#### Work required:
When a line of the entries contains the word "coef", report that line.

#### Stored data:
• • • •

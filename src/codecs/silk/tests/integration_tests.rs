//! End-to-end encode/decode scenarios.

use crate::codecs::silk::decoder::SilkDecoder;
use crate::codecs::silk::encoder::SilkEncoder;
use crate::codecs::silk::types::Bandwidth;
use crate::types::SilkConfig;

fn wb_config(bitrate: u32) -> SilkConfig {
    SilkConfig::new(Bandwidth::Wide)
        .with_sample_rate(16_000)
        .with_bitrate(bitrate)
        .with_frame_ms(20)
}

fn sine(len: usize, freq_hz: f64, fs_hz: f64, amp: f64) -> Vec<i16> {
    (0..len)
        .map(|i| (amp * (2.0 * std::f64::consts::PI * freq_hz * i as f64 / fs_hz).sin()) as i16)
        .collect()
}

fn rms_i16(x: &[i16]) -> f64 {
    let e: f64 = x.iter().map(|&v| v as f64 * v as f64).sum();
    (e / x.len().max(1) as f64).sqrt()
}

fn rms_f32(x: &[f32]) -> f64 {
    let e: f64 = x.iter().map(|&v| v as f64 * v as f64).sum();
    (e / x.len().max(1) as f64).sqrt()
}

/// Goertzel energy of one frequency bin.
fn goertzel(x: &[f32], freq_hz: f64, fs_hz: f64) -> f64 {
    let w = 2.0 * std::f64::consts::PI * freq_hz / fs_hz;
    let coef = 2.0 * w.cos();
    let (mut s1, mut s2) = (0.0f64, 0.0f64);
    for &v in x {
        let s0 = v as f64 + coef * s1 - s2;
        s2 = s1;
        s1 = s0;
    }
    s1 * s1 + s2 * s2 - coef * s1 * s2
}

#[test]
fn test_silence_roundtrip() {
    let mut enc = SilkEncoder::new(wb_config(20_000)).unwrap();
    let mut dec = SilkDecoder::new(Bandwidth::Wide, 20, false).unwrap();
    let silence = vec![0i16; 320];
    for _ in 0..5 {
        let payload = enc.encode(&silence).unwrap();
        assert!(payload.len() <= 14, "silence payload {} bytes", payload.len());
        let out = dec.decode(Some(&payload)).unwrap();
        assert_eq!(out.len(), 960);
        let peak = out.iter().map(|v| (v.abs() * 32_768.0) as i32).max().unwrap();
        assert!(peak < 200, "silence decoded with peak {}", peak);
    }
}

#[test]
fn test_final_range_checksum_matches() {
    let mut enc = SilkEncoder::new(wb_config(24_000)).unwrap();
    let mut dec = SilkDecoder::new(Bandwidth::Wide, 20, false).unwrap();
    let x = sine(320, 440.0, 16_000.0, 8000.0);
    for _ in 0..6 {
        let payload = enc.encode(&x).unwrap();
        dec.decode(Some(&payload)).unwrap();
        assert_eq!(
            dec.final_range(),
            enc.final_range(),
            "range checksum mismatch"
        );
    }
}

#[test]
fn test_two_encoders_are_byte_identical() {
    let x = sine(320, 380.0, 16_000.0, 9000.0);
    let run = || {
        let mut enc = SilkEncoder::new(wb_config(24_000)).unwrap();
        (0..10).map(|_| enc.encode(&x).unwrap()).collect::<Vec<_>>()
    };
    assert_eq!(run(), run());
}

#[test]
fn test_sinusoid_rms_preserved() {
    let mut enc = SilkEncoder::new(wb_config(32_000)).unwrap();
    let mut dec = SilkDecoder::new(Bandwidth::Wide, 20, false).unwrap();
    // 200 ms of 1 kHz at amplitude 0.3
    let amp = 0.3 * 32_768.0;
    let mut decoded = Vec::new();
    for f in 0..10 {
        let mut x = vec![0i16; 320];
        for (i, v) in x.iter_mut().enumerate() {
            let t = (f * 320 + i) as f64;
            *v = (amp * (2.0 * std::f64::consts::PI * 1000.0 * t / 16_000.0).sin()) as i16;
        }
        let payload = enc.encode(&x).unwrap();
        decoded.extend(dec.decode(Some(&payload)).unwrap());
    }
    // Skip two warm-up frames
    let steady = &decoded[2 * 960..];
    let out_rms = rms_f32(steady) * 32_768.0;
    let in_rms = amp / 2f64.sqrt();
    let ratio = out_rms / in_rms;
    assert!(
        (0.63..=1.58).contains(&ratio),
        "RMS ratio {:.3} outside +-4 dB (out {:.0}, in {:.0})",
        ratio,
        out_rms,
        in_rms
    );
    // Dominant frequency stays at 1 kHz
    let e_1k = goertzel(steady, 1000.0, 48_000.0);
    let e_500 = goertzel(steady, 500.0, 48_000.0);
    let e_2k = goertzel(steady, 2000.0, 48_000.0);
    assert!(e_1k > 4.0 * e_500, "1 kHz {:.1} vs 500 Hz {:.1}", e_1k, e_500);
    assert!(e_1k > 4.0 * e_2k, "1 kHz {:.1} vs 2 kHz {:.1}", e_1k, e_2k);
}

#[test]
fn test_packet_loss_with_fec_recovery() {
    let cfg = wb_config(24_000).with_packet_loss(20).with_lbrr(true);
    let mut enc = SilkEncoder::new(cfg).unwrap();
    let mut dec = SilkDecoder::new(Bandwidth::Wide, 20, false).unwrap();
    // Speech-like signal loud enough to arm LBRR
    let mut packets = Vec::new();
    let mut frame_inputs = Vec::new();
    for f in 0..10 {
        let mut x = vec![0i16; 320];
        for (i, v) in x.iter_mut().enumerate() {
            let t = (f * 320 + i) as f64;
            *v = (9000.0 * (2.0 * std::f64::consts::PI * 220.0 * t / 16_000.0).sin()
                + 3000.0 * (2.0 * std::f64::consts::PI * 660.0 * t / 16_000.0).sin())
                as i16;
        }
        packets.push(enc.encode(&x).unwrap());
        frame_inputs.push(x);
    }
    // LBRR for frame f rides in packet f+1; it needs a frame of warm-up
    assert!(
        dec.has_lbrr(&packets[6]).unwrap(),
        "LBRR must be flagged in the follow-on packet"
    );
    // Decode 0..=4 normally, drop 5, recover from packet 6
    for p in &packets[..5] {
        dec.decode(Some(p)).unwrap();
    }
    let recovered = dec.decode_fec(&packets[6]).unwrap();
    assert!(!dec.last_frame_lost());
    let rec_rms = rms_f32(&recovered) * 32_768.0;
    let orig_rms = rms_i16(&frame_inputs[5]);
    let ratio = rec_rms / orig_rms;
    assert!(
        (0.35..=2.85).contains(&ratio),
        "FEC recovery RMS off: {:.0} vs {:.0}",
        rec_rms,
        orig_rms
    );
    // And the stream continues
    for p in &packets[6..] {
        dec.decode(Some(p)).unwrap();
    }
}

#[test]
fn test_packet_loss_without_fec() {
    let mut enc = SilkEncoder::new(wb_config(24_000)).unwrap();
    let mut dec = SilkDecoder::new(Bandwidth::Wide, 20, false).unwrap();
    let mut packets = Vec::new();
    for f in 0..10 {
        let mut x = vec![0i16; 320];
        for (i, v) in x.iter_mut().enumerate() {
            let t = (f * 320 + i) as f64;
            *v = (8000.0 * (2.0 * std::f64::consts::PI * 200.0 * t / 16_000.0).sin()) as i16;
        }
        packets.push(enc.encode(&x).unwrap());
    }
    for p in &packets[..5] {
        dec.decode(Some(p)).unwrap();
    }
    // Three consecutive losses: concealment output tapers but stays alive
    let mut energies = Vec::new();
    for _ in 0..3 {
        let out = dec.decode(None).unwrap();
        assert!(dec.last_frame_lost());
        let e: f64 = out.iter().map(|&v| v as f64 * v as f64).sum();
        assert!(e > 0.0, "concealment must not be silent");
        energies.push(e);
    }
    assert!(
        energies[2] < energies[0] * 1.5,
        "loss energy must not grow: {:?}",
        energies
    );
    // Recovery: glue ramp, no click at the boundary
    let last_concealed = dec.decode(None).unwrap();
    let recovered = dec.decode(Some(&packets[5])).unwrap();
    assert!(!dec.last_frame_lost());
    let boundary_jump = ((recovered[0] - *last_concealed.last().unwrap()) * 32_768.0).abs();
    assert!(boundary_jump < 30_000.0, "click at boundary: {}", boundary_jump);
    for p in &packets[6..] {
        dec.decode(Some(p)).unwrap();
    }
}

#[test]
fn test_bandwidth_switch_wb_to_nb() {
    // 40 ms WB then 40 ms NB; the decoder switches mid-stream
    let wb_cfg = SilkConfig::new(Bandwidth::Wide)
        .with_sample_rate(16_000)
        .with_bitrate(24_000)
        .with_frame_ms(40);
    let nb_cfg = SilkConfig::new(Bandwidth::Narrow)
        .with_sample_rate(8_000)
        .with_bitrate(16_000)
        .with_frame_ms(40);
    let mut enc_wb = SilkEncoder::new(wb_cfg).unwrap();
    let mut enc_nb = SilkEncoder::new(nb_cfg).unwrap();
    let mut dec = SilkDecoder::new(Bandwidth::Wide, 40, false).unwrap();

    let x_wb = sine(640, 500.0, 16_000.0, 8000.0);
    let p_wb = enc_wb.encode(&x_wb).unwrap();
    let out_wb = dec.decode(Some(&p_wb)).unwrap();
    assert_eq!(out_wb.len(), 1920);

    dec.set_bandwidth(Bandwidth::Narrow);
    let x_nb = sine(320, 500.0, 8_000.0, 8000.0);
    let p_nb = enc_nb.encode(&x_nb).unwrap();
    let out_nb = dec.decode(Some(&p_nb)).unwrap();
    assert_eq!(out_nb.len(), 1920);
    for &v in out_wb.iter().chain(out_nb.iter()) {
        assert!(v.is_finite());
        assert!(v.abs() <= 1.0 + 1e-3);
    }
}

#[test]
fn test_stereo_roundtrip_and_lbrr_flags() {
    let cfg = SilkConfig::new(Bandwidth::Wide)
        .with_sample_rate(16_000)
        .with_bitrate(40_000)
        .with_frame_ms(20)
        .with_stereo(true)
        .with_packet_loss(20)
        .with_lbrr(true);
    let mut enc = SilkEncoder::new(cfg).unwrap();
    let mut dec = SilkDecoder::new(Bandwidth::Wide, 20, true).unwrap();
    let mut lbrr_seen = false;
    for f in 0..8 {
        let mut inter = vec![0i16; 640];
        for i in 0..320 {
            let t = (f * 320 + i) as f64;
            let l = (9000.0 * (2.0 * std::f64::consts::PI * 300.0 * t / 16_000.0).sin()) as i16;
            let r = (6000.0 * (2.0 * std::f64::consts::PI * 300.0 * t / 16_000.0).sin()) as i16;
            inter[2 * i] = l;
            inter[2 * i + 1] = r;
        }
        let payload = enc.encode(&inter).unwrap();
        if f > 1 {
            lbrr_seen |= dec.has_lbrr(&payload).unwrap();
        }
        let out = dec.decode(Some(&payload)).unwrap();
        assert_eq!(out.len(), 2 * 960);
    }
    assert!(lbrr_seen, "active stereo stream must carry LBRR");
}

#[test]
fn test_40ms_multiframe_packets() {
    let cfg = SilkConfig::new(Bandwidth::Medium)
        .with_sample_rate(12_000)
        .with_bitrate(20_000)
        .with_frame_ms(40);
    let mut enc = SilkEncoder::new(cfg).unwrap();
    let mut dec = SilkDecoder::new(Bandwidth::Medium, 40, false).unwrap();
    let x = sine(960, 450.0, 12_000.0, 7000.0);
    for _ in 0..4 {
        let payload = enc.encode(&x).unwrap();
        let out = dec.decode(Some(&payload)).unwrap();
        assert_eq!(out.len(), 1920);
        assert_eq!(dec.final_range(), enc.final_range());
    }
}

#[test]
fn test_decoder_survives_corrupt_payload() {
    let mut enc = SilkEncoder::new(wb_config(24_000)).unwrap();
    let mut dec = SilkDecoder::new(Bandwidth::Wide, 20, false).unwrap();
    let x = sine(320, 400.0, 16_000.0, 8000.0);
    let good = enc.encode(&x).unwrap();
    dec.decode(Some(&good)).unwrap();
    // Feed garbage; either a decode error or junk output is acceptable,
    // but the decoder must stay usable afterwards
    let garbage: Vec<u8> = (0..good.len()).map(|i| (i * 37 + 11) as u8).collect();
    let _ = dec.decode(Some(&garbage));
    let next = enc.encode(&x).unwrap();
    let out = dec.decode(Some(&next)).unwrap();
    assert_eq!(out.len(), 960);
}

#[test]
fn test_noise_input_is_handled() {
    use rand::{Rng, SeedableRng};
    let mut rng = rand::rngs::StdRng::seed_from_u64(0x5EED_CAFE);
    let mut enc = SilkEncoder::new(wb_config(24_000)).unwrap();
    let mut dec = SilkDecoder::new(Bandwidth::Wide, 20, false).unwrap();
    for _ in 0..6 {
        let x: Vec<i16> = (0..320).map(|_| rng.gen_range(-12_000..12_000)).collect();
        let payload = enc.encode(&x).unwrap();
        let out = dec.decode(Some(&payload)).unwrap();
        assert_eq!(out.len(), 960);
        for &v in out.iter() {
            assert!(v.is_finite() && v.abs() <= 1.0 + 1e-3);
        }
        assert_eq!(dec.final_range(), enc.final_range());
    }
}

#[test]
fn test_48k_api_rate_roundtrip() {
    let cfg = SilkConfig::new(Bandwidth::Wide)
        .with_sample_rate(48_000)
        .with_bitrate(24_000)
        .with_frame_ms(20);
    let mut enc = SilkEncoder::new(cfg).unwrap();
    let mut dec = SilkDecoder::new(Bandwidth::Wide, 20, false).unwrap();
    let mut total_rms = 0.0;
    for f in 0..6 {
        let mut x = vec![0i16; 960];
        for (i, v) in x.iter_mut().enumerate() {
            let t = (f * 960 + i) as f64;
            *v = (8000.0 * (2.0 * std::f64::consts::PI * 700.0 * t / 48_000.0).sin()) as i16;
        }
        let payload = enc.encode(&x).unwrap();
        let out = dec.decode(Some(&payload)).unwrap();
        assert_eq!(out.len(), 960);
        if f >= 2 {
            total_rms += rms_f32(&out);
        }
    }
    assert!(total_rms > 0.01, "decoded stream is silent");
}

• • • •

#### Expected output:
    let coef = 2.0 * w.cos();
        let s0 = v as f64 + coef * s1 - s2;
    s1 * s1 + s2 * s2 - coef * s1 * s2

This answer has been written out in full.